Comment by delaminator
Comment by delaminator 2 days ago
Go back a bit further for why.
Netscape Navigator did, in fact, reject invalid HTML. Then along came Internet Explorer and chose “render invalid HTML dwim” as a strategy. People, my young naive self included, moaned about NN being too strict. NN eventually switched to the tag soup approach. XHTML 1.0 arrived in 2000, attempting to reform HTML by recasting it as an XML application. The idea was to impose XML’s strict parsing rules: well-formed documents only, close all your tags, lowercase element names, quote all attributes, and if the document is malformed, the parser must stop and display an error rather than guess. XHTML was abandoned in 2009. When HTML5 was being drafted in 2004-onwards, the WHATWG actually had to formally specify how browsers should handle malformed markup, essentially codifying IE’s error-recovery heuristics as the standard.
But not closing <p> etc has always been valid HTML. Back from SGML it was possible for closing tags to be optional (depending on the DTD), and Netscape supported this from the beginning.

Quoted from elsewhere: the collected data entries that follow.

//! # Backend seam
//!
//! Untyped document storage. Documents are JSON objects keyed by
//! `(collection, id)`; the id is never part of the stored fields.
//!
//! Implementations must deliver listener snapshots in mutation order and
//! must stop delivering once the listener is detached.

use async_trait::async_trait;
use crewdesk_core::DocumentId;
use serde::{Deserialize, Serialize};
use serde_json::{Map, Value};
use tokio::sync::mpsc;

use crate::constraint::Constraint;
use crate::error::StoreError;

/// A stored document: its id and its fields.
#[derive(Debug, Clone, PartialEq)]
pub struct RawDocument {
    pub id: DocumentId,
    pub fields: Map<String, Value>,
}

#[derive(Debug, Clone, Copy, PartialEq, Eq, Hash, Serialize, Deserialize)]
#[serde(rename_all = "lowercase")]
pub enum ChangeKind {
    Added,
    Modified,
    Removed,
}

/// One document entering, changing within, or leaving a result set.
#[derive(Debug, Clone, PartialEq)]
pub struct RawChange {
    pub kind: ChangeKind,
    /// The document after the change; for removals, the last version seen.
    pub doc: RawDocument,
}

/// The full result of a watched query plus what changed since the previous
/// snapshot. The first snapshot reports every document as added.
#[derive(Debug, Clone, PartialEq, Default)]
pub struct RawSnapshot {
    pub docs: Vec<RawDocument>,
    pub changes: Vec<RawChange>,
}

/// A single write in an atomic batch.
#[derive(Debug, Clone, PartialEq)]
pub enum WriteOp {
    /// Create or fully replace.
    Set {
        collection: String,
        id: DocumentId,
        fields: Map<String, Value>,
    },
    /// Merge fields into an existing document. Keys may be dotted paths.
    Update {
        collection: String,
        id: DocumentId,
        fields: Map<String, Value>,
    },
    /// Remove; absent documents are ignored.
    Delete { collection: String, id: DocumentId },
}

impl WriteOp {
    pub fn collection(&self) -> &str {
        match self {
            Self::Set { collection, .. }
            | Self::Update { collection, .. }
            | Self::Delete { collection, .. } => collection,
        }
    }

    pub fn id(&self) -> &DocumentId {
        match self {
            Self::Set { id, .. } | Self::Update { id, .. } | Self::Delete { id, .. } => id,
        }
    }
}

pub type SnapshotEvent = Result<RawSnapshot, StoreError>;

/// A live registration with a backend.
///
/// `detach` unregisters it; it is called at most once by the owning
/// subscription.
pub struct Listener {
    pub(crate) events: mpsc::UnboundedReceiver<SnapshotEvent>,
    pub(crate) detach: Box<dyn FnOnce() + Send>,
}

impl Listener {
    pub fn new(
        events: mpsc::UnboundedReceiver<SnapshotEvent>,
        detach: impl FnOnce() + Send + 'static,
    ) -> Self {
        Self {
            events,
            detach: Box::new(detach),
        }
    }
}

impl std::fmt::Debug for Listener {
    fn fmt(&self, f: &mut std::fmt::Formatter<'_>) -> std::fmt::Result {
        f.debug_struct("Listener").finish_non_exhaustive()
    }
}

/// Document database backend.
#[async_trait]
pub trait DocumentStore: Send + Sync {
    /// Store `fields` under a fresh id and return it.
    async fn add(&self, collection: &str, fields: Map<String, Value>)
        -> Result<DocumentId, StoreError>;

    async fn set(
        &self,
        collection: &str,
        id: &DocumentId,
        fields: Map<String, Value>,
    ) -> Result<(), StoreError>;

    async fn get(&self, collection: &str, id: &DocumentId)
        -> Result<Option<RawDocument>, StoreError>;

    /// Fails with [`StoreError::NotFound`] if the document does not exist.
    async fn update(
        &self,
        collection: &str,
        id: &DocumentId,
        fields: Map<String, Value>,
    ) -> Result<(), StoreError>;

    async fn delete(&self, collection: &str, id: &DocumentId) -> Result<(), StoreError>;

    async fn query(
        &self,
        collection: &str,
        constraints: &[Constraint],
    ) -> Result<Vec<RawDocument>, StoreError>;

    /// Apply every operation, or none.
    async fn commit(&self, ops: Vec<WriteOp>) -> Result<(), StoreError>;

    /// Watch a query. The current result is delivered first.
    fn listen(&self, collection: &str, constraints: &[Constraint]) -> Result<Listener, StoreError>;

    /// Watch one document. Snapshots hold zero or one document.
    fn listen_document(&self, collection: &str, id: &DocumentId) -> Result<Listener, StoreError>;
}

Leaving out closing tags is possible when the parsing is unambigous. E.g <p>foo<p>bar is unambiguous becuse p elements does not nest, so they close automatically by the next p.
The question about invalid HTML is a sepearate issue. E.g you can’t nest a p inside an i according to the spec, so how does a browser render that? Or lexical error like illegal characters in a non-quoted attribute value.

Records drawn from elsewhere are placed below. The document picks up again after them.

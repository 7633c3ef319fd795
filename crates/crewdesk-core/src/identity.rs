//! # Identity Newtypes
//!
//! Each identifier is a distinct type. You cannot pass an [`AuthUid`] where
//! a [`DocumentId`] is expected, even though both are strings on the wire.
//!
//! Both types validate at construction time and route deserialization
//! through the same constructor, so a malformed identifier never enters the
//! system from a backend response either.

use serde::{Deserialize, Serialize};

use crate::error::ValidationError;

/// Implement `Deserialize` for string newtypes by routing through `new()`.
macro_rules! impl_validating_deserialize {
    ($ty:ident) => {
        impl<'de> Deserialize<'de> for $ty {
            fn deserialize<D>(deserializer: D) -> Result<Self, D::Error>
            where
                D: serde::Deserializer<'de>,
            {
                let raw = String::deserialize(deserializer)?;
                Self::new(raw).map_err(serde::de::Error::custom)
            }
        }
    };
}

/// Identifier of a document inside a collection of the document store.
///
/// Assigned once, at creation (either by the store or by the caller through
/// `set_with_id`), and never changes afterwards. The derived `Ord` is the
/// store's natural ordering.
#[derive(Debug, Clone, PartialEq, Eq, PartialOrd, Ord, Hash, Serialize)]
pub struct DocumentId(String);

impl_validating_deserialize!(DocumentId);

impl DocumentId {
    /// Create a document identifier.
    ///
    /// # Errors
    ///
    /// Returns [`ValidationError::InvalidDocumentId`] when the value is empty
    /// or contains a path separator.
    pub fn new(value: impl Into<String>) -> Result<Self, ValidationError> {
        let s = value.into();
        if s.is_empty() || s.contains('/') {
            return Err(ValidationError::InvalidDocumentId(s));
        }
        Ok(Self(s))
    }

    /// Access the identifier string.
    pub fn as_str(&self) -> &str {
        &self.0
    }

    /// Consume the identifier, returning the inner string.
    pub fn into_inner(self) -> String {
        self.0
    }
}

impl std::fmt::Display for DocumentId {
    fn fmt(&self, f: &mut std::fmt::Formatter<'_>) -> std::fmt::Result {
        write!(f, "{}", self.0)
    }
}

impl std::str::FromStr for DocumentId {
    type Err = ValidationError;

    fn from_str(s: &str) -> Result<Self, Self::Err> {
        Self::new(s)
    }
}

impl AsRef<str> for DocumentId {
    fn as_ref(&self) -> &str {
        &self.0
    }
}

/// User identifier issued by the identity provider (the provider's `uid`,
/// called `localId` by the personal-data backend).
#[derive(Debug, Clone, PartialEq, Eq, PartialOrd, Ord, Hash, Serialize)]
pub struct AuthUid(String);

impl_validating_deserialize!(AuthUid);

impl AuthUid {
    /// Create a provider user id.
    ///
    /// # Errors
    ///
    /// Returns [`ValidationError::InvalidAuthUid`] when the value is empty
    /// or whitespace only.
    pub fn new(value: impl Into<String>) -> Result<Self, ValidationError> {
        let s = value.into();
        if s.trim().is_empty() {
            return Err(ValidationError::InvalidAuthUid(s));
        }
        Ok(Self(s))
    }

    /// Access the uid string.
    pub fn as_str(&self) -> &str {
        &self.0
    }
}

impl std::fmt::Display for AuthUid {
    fn fmt(&self, f: &mut std::fmt::Formatter<'_>) -> std::fmt::Result {
        write!(f, "{}", self.0)
    }
}

impl std::str::FromStr for AuthUid {
    type Err = ValidationError;

    fn from_str(s: &str) -> Result<Self, Self::Err> {
        Self::new(s)
    }
}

This is where it gets tricky. Render anyway, skip the invalid html, or stop rendering with an error message? HTML did not specify what to do with invalid input, so either is legal. Browsers choose to go with the “render anyway” approach, but this lead to different outputs in different browsers, since it wasn’t agreed upon how to render invald html.
The difference between Netscape and IE was that Netscape in more cases would skip rendering invalid HTML, where IE would always render the content.